Dataset entries:
◆ ◆ ◆ ◆ ◆ ◆ ◆

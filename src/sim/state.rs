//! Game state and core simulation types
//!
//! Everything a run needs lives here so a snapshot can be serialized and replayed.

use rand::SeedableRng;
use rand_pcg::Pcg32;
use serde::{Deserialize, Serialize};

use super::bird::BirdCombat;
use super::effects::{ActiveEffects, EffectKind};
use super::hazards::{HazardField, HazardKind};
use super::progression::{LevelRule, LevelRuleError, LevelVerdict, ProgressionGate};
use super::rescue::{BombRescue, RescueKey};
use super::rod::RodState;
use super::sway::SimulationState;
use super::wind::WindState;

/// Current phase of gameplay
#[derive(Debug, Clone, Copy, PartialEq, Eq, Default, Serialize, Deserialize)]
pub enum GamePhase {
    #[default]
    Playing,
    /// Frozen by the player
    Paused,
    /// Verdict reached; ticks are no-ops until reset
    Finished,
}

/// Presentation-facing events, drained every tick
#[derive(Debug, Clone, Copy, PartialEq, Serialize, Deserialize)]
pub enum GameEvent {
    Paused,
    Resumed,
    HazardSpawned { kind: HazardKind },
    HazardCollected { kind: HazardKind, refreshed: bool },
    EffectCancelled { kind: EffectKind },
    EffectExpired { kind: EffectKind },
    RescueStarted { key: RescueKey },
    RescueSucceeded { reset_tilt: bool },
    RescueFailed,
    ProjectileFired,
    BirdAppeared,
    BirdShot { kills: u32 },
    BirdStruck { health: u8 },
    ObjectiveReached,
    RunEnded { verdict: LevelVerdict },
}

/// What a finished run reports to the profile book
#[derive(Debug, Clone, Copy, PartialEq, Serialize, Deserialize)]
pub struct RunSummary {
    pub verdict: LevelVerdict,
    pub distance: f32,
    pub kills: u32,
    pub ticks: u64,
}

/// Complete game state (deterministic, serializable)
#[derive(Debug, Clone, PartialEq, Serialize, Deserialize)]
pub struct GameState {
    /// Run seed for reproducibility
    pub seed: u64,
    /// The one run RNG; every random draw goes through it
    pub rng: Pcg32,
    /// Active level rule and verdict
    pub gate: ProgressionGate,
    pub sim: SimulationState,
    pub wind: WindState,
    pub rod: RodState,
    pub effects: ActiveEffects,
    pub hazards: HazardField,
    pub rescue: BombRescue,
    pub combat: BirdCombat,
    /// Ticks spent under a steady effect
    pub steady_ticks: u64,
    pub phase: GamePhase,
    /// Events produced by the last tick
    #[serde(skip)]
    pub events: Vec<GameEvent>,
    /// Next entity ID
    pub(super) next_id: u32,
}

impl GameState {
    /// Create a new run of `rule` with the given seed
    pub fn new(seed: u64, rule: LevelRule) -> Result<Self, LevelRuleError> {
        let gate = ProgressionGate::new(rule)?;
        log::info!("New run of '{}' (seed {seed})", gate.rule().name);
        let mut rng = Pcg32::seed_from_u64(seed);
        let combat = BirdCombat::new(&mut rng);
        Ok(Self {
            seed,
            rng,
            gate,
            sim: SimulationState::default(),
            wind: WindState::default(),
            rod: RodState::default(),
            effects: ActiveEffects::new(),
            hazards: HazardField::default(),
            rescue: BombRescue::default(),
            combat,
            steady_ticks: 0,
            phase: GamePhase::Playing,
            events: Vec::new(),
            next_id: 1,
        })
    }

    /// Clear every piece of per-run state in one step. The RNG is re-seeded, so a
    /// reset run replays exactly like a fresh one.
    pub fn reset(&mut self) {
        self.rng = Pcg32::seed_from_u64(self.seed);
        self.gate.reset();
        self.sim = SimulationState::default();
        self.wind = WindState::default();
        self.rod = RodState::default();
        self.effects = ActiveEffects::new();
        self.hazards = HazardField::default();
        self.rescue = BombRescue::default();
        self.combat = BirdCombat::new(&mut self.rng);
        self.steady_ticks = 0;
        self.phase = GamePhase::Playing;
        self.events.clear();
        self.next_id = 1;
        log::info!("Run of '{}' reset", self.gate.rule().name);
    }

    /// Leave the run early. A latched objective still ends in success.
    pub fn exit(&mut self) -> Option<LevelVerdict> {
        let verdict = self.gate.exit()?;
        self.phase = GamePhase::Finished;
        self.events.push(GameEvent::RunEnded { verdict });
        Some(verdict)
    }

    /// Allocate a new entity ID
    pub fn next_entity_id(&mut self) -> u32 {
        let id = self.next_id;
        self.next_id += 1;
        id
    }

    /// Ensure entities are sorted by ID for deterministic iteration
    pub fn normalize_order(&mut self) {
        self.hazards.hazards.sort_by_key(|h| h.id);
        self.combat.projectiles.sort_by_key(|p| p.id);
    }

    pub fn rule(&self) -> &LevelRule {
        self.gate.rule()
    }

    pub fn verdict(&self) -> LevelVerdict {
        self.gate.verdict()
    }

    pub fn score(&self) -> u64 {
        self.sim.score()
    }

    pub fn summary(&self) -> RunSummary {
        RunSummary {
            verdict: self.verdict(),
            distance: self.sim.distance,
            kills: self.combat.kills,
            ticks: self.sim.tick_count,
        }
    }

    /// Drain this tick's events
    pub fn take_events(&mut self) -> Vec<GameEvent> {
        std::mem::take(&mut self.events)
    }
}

◆ ◆ ◆ ◆ ◆ ◆ ◆

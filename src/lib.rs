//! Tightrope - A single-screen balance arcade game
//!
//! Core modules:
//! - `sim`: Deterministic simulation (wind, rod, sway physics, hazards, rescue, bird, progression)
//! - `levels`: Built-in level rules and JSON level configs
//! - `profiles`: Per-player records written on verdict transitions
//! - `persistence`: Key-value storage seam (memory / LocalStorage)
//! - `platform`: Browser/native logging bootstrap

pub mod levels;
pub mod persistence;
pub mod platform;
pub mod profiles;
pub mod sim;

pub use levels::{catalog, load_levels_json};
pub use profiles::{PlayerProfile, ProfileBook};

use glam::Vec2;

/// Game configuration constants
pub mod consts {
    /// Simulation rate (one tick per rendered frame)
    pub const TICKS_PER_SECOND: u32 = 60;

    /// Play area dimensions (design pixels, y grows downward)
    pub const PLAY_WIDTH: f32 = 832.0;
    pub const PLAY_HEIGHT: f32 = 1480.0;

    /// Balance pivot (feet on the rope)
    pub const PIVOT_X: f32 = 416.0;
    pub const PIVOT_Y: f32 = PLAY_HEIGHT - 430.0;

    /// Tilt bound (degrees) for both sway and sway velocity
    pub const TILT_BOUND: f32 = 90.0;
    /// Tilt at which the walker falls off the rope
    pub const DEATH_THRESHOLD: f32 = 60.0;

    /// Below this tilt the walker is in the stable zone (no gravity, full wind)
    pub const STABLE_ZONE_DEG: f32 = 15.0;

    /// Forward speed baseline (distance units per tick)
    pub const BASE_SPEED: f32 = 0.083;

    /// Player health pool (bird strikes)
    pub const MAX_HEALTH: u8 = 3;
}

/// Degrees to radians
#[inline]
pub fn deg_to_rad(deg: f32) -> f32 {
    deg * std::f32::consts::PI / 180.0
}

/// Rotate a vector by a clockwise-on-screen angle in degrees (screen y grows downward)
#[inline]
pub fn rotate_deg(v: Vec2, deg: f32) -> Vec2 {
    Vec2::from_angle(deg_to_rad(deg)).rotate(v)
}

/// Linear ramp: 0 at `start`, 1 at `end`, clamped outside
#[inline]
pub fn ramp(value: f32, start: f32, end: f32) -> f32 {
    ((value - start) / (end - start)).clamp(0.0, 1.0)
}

◆ ◆ ◆ ◆ ◆ ◆ ◆

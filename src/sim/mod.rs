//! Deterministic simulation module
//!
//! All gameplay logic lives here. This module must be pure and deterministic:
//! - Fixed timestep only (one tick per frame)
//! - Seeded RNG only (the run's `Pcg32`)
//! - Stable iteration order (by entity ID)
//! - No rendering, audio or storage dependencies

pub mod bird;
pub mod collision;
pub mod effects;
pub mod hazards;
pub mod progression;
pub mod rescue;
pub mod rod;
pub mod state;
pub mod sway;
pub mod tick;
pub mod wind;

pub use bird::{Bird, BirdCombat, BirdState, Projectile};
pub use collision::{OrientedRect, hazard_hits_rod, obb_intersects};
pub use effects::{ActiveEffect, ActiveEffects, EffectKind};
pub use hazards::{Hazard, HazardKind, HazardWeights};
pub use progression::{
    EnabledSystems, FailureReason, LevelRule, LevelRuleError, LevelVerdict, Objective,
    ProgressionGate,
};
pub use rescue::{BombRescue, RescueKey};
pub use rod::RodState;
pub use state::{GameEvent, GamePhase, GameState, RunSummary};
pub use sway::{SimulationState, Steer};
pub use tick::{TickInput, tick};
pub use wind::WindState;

◆ ◆ ◆ ◆ ◆ ◆ ◆

• [WHAT IS NEEDED]: With "super" as the word to match, copy each line of the records that has it.

• [ANSWER AREA]:
use super::bird::BirdCombat;
use super::effects::{ActiveEffects, EffectKind};
use super::hazards::{HazardField, HazardKind};
use super::progression::{LevelRule, LevelRuleError, LevelVerdict, ProgressionGate};
use super::rescue::{BombRescue, RescueKey};
use super::rod::RodState;
use super::sway::SimulationState;
use super::wind::WindState;
    pub(super) next_id: u32,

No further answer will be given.